UT’s College of Nursing is looking to the future with the introduction of a new educational software program called iCare this fall.
Electronic health records are used in increasingly more hospitals and institutions around the country as an alternative to paper files. The problem lies in the fact that one must be a licensed health care provider to actually use EHRs, so many students don’t work with these until they enter their field.
“We learn about them but don’t get to see or use them until we are working in the hospital with actual patients,” Catherine Runyan, senior in nursing, said.
iCare gives nursing students the benefit of training with electronic health records in an educational environment.
“Electronic health records are currently being used in the facilities in the Knoxville area, but our nursing students get minimal exposure to them,” Tami Wyatt, one of the creators of iCare, said. “What we have done is created an electronic health record to be used for learning purposes.”
Wyatt and her colleagues Matt Bell, of the College of Nursing, Xeuping Li and Yo Indranoi, both of the College of Engineering, began to develop the project as a result of a lack of inexpensive similar programs that would meet the college’s unique needs. These four are also in the process of creating a company to market iCare to a wider audience.

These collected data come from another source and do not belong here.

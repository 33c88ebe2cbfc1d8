//! View change coordination.
//!
//! Drives primary replacement: building this node's view-change vote,
//! constructing a NewView once a quorum of votes is collected (when this node
//! is the incoming primary), and validating NewView messages from peers
//! before the new view is installed.
//!
//! The votes themselves live in the [`MessageLog`]; the coordinator only
//! tracks which view the current attempt targets.

use crate::message_log::MessageLog;
use pbft_types::{
    Hash, KeyPair, Membership, NewViewMessage, PrePrepareMessage, SequenceNumber,
    ViewChangeMessage, ViewNumber,
};
use std::collections::BTreeMap;
use tracing::{debug, info};

/// Why a NewView message was not accepted. Logged and dropped, never fatal.
#[derive(Debug, Clone, PartialEq, Eq, thiserror::Error)]
pub enum NewViewError {
    #[error("view {view} is not later than current view {current}")]
    NotLater { view: ViewNumber, current: ViewNumber },
    #[error("signer is not the primary for view {0}")]
    WrongPrimary(ViewNumber),
    #[error("carries {got} valid view-change votes, quorum is {quorum}")]
    InsufficientVotes { got: u64, quorum: u64 },
    #[error("re-proposals do not match the prepared certificates in the vote quorum")]
    BadReProposals,
}

/// State of the current view-change attempt, if any.
pub struct ViewChangeCoordinator {
    /// The view the in-progress attempt targets. None in normal operation.
    target: Option<ViewNumber>,
}

impl ViewChangeCoordinator {
    pub fn new() -> Self {
        Self { target: None }
    }

    /// The view the current attempt targets.
    pub fn target(&self) -> Option<ViewNumber> {
        self.target
    }

    /// Start (or escalate to) an attempt targeting `view`.
    pub fn begin(&mut self, view: ViewNumber) {
        info!(target = view, "starting view change attempt");
        self.target = Some(view);
    }

    /// Clear the attempt after a view is installed or abandoned.
    pub fn reset(&mut self) {
        self.target = None;
    }

    /// Build this node's view-change vote for `target`.
    ///
    /// Carries the last finalized sequence and a certificate for every slot
    /// that prepared but did not commit, so the new primary can re-propose
    /// anything that may already have been finalized elsewhere.
    pub fn build_vote(
        target: ViewNumber,
        last_stable: SequenceNumber,
        log: &MessageLog,
        keypair: &KeyPair,
    ) -> ViewChangeMessage {
        ViewChangeMessage::new(target, last_stable, log.prepared_certificates(), keypair)
    }

    /// Construct the NewView for `target` from the collected vote quorum.
    ///
    /// Only meaningful on the node that is primary for `target`. Returns
    /// None if the log does not hold a quorum yet.
    pub fn build_new_view(
        target: ViewNumber,
        log: &MessageLog,
        membership: &Membership,
        keypair: &KeyPair,
    ) -> Option<NewViewMessage> {
        let votes = log.view_change_votes(target);
        if (votes.len() as u64) < membership.quorum() {
            return None;
        }

        let pre_prepares: Vec<PrePrepareMessage> = carry_forward(&votes)
            .into_iter()
            .map(|(sequence, digest)| PrePrepareMessage::new(target, sequence, digest, keypair))
            .collect();

        debug!(
            target,
            votes = votes.len(),
            re_proposals = pre_prepares.len(),
            "building new view"
        );
        Some(NewViewMessage::new(target, votes, pre_prepares, keypair))
    }

    /// Validate a NewView against the membership and current view.
    ///
    /// The outer signature was already checked when the message was recorded;
    /// this validates the claimed quorum and the carried re-proposals.
    pub fn validate_new_view(
        message: &NewViewMessage,
        membership: &Membership,
        current_view: ViewNumber,
    ) -> Result<(), NewViewError> {
        if message.view <= current_view {
            return Err(NewViewError::NotLater {
                view: message.view,
                current: current_view,
            });
        }
        if message.signer != membership.primary_for(message.view) {
            return Err(NewViewError::WrongPrimary(message.view));
        }

        // Count distinct member signers with valid votes for this view.
        let mut signers = std::collections::BTreeSet::new();
        for vote in &message.view_changes {
            if vote.new_view == message.view && membership.contains(&vote.signer) && vote.verify() {
                signers.insert(vote.signer);
            }
        }
        let quorum = membership.quorum();
        if (signers.len() as u64) < quorum {
            return Err(NewViewError::InsufficientVotes {
                got: signers.len() as u64,
                quorum,
            });
        }

        // The re-proposals must be exactly the carry-forward set implied by
        // the carried votes, each signed by the new primary for the new view.
        let expected = carry_forward(&message.view_changes);
        let mut actual = BTreeMap::new();
        for pp in &message.pre_prepares {
            if pp.view != message.view || pp.signer != message.signer || !pp.verify() {
                return Err(NewViewError::BadReProposals);
            }
            actual.insert(pp.sequence, pp.digest);
        }
        if actual != expected {
            return Err(NewViewError::BadReProposals);
        }
        Ok(())
    }
}

impl Default for ViewChangeCoordinator {
    fn default() -> Self {
        Self::new()
    }
}

/// The slots a new view must re-propose, derived from a set of view-change
/// votes: for every prepared certificate above the cutoff, the digest of the
/// highest-view certificate wins.
///
/// The cutoff is the LOWEST last-stable sequence claimed in the set. Claims
/// are unproven, and up to f of the votes can be Byzantine: an inflated
/// claim must never suppress a prepared certificate, while an understated
/// one only re-proposes slots that replicas past them already reject as
/// below their retention window.
fn carry_forward(votes: &[ViewChangeMessage]) -> BTreeMap<SequenceNumber, Hash> {
    let last_stable = votes
        .iter()
        .map(|vote| vote.last_stable_sequence)
        .min()
        .unwrap_or(0);

    let mut best: BTreeMap<SequenceNumber, (ViewNumber, Hash)> = BTreeMap::new();
    for vote in votes {
        for cert in &vote.prepared {
            if cert.sequence <= last_stable {
                continue;
            }
            match best.get(&cert.sequence) {
                Some(&(view, _)) if view >= cert.view => {}
                _ => {
                    best.insert(cert.sequence, (cert.view, cert.digest));
                }
            }
        }
    }
    best.into_iter()
        .map(|(sequence, (_, digest))| (sequence, digest))
        .collect()
}

#[cfg(test)]
mod tests {
    use super::*;
    use pbft_types::{ConsensusMessage, PreparedCertificate};
    use tracing_test::traced_test;

    fn keypairs(n: u8) -> Vec<KeyPair> {
        (0..n).map(|i| KeyPair::from_seed(&[i + 1; 32])).collect()
    }

    fn membership_of(keys: &[KeyPair]) -> Membership {
        Membership::new(keys.iter().map(|k| k.public_key().into()).collect()).unwrap()
    }

    fn record_votes(
        log: &mut MessageLog,
        members: &Membership,
        votes: &[ViewChangeMessage],
    ) {
        for vote in votes {
            log.record(&ConsensusMessage::ViewChange(vote.clone()), members, 0);
        }
    }

    #[traced_test]
    #[test]
    fn test_new_view_requires_quorum() {
        let keys = keypairs(4);
        let members = membership_of(&keys);
        let mut log = MessageLog::new(100);

        record_votes(
            &mut log,
            &members,
            &[
                ViewChangeMessage::new(1, 0, vec![], &keys[1]),
                ViewChangeMessage::new(1, 0, vec![], &keys[2]),
            ],
        );
        // Primary for view 1 is keys[1].
        assert!(ViewChangeCoordinator::build_new_view(1, &log, &members, &keys[1]).is_none());

        record_votes(
            &mut log,
            &members,
            &[ViewChangeMessage::new(1, 0, vec![], &keys[3])],
        );
        let new_view =
            ViewChangeCoordinator::build_new_view(1, &log, &members, &keys[1]).unwrap();
        assert_eq!(new_view.view, 1);
        assert!(new_view.pre_prepares.is_empty());
        assert!(ViewChangeCoordinator::validate_new_view(&new_view, &members, 0).is_ok());
    }

    #[traced_test]
    #[test]
    fn test_prepared_slot_is_carried_forward() {
        let keys = keypairs(4);
        let members = membership_of(&keys);
        let mut log = MessageLog::new(100);
        let digest = Hash::of(b"block-3");
        let cert = PreparedCertificate {
            view: 0,
            sequence: 3,
            digest,
        };

        record_votes(
            &mut log,
            &members,
            &[
                ViewChangeMessage::new(1, 2, vec![cert], &keys[0]),
                ViewChangeMessage::new(1, 2, vec![], &keys[2]),
                ViewChangeMessage::new(1, 2, vec![], &keys[3]),
            ],
        );

        let new_view =
            ViewChangeCoordinator::build_new_view(1, &log, &members, &keys[1]).unwrap();
        assert_eq!(new_view.pre_prepares.len(), 1);
        assert_eq!(new_view.pre_prepares[0].sequence, 3);
        assert_eq!(new_view.pre_prepares[0].digest, digest);
        assert_eq!(new_view.pre_prepares[0].view, 1);
        assert!(ViewChangeCoordinator::validate_new_view(&new_view, &members, 0).is_ok());
    }

    #[traced_test]
    #[test]
    fn test_carry_forward_prefers_highest_view_and_skips_stable() {
        let keys = keypairs(4);
        let old = ViewChangeMessage::new(
            3,
            5,
            vec![
                PreparedCertificate {
                    view: 1,
                    sequence: 6,
                    digest: Hash::of(b"old"),
                },
                // At or below every sender's stable point; already final.
                PreparedCertificate {
                    view: 1,
                    sequence: 5,
                    digest: Hash::of(b"stable"),
                },
            ],
            &keys[0],
        );
        let newer = ViewChangeMessage::new(
            3,
            5,
            vec![PreparedCertificate {
                view: 2,
                sequence: 6,
                digest: Hash::of(b"new"),
            }],
            &keys[1],
        );

        let expected = carry_forward(&[old, newer]);
        assert_eq!(expected.len(), 1);
        assert_eq!(expected.get(&6), Some(&Hash::of(b"new")));
    }

    #[traced_test]
    #[test]
    fn test_inflated_last_stable_claim_cannot_drop_certificates() {
        let keys = keypairs(4);
        let members = membership_of(&keys);
        let mut log = MessageLog::new(100);
        let digest = Hash::of(b"block-5");
        let cert = PreparedCertificate {
            view: 0,
            sequence: 5,
            digest,
        };

        // One sender claims a stable point far beyond anything finalized.
        // The honest prepared certificate must still be re-proposed.
        record_votes(
            &mut log,
            &members,
            &[
                ViewChangeMessage::new(1, 4, vec![cert], &keys[0]),
                ViewChangeMessage::new(1, 4, vec![cert], &keys[2]),
                ViewChangeMessage::new(1, 100, vec![], &keys[3]),
            ],
        );

        let new_view =
            ViewChangeCoordinator::build_new_view(1, &log, &members, &keys[1]).unwrap();
        assert_eq!(new_view.pre_prepares.len(), 1);
        assert_eq!(new_view.pre_prepares[0].sequence, 5);
        assert_eq!(new_view.pre_prepares[0].digest, digest);
        assert!(ViewChangeCoordinator::validate_new_view(&new_view, &members, 0).is_ok());

        // A NewView that drops the certificate behind the inflated claim is
        // rejected by every replica.
        let dropped = NewViewMessage::new(1, log.view_change_votes(1), vec![], &keys[1]);
        assert_eq!(
            ViewChangeCoordinator::validate_new_view(&dropped, &members, 0),
            Err(NewViewError::BadReProposals)
        );
    }

    #[traced_test]
    #[test]
    fn test_validate_rejects_wrong_primary() {
        let keys = keypairs(4);
        let members = membership_of(&keys);
        let votes: Vec<ViewChangeMessage> = (0..3)
            .map(|i| ViewChangeMessage::new(1, 0, vec![], &keys[i]))
            .collect();

        // Signed by keys[2], but the primary for view 1 is keys[1].
        let forged = NewViewMessage::new(1, votes, vec![], &keys[2]);
        assert_eq!(
            ViewChangeCoordinator::validate_new_view(&forged, &members, 0),
            Err(NewViewError::WrongPrimary(1))
        );
    }

    #[traced_test]
    #[test]
    fn test_validate_rejects_vote_padding() {
        let keys = keypairs(4);
        let members = membership_of(&keys);

        // Three copies of the same vote are one distinct signer.
        let vote = ViewChangeMessage::new(1, 0, vec![], &keys[2]);
        let padded = NewViewMessage::new(1, vec![vote.clone(), vote.clone(), vote], vec![], &keys[1]);
        assert_eq!(
            ViewChangeCoordinator::validate_new_view(&padded, &members, 0),
            Err(NewViewError::InsufficientVotes { got: 1, quorum: 3 })
        );
    }

    #[traced_test]
    #[test]
    fn test_validate_rejects_dropped_re_proposal() {
        let keys = keypairs(4);
        let members = membership_of(&keys);
        let cert = PreparedCertificate {
            view: 0,
            sequence: 1,
            digest: Hash::of(b"block-1"),
        };
        let votes = vec![
            ViewChangeMessage::new(1, 0, vec![cert], &keys[0]),
            ViewChangeMessage::new(1, 0, vec![], &keys[2]),
            ViewChangeMessage::new(1, 0, vec![], &keys[3]),
        ];

        // A quorum member prepared sequence 1, but the primary carries no
        // re-proposal for it.
        let dropped = NewViewMessage::new(1, votes, vec![], &keys[1]);
        assert_eq!(
            ViewChangeCoordinator::validate_new_view(&dropped, &members, 0),
            Err(NewViewError::BadReProposals)
        );
    }

    #[traced_test]
    #[test]
    fn test_validate_rejects_stale_view() {
        let keys = keypairs(4);
        let members = membership_of(&keys);
        let votes: Vec<ViewChangeMessage> = [0usize, 2, 3]
            .iter()
            .map(|&i| ViewChangeMessage::new(1, 0, vec![], &keys[i]))
            .collect();
        let new_view = NewViewMessage::new(1, votes, vec![], &keys[1]);

        assert_eq!(
            ViewChangeCoordinator::validate_new_view(&new_view, &members, 1),
            Err(NewViewError::NotLater { view: 1, current: 1 })
        );
    }
}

“We have some early adopters that are already in place, and we are doing this simply to garnish the money, so that we may continue to improve iCare for the students,” Wyatt said.
iCare was tested in the spring of 2009 with numerous nursing students and faculty and will be used for the first time in the curriculum and classroom setting this week.
“What we anticipate will happen is that faculty will be able to tell us what additional features would make it more useful for them,” Wyatt said. “The program is continually being revised and improved.”
She said one improvement to the program was expanding the software to accommodate not only the adult population but the pediatric and maternal child populations as well. Such experience is indispensible when nursing students begin their careers.
“Certain areas in the hospital (ER, labor and delivery, ICU) often require some experience and prefer not to hire new graduates,” Carolyn Riley, senior in nursing, said.
The major advantage of iCare is that it helps nursing students be more competitive as job candidates. While many nursing students in the past haven’t generally found it incredibly difficult to find a job once they have graduated, Wyatt said it is becoming harder in these economic times.
“For the first time in at least 15 years, our students actually do need to be more competitive than their counterparts,” she said. “We hope that this does make them (more) marketable, along with other characteristics of our students.”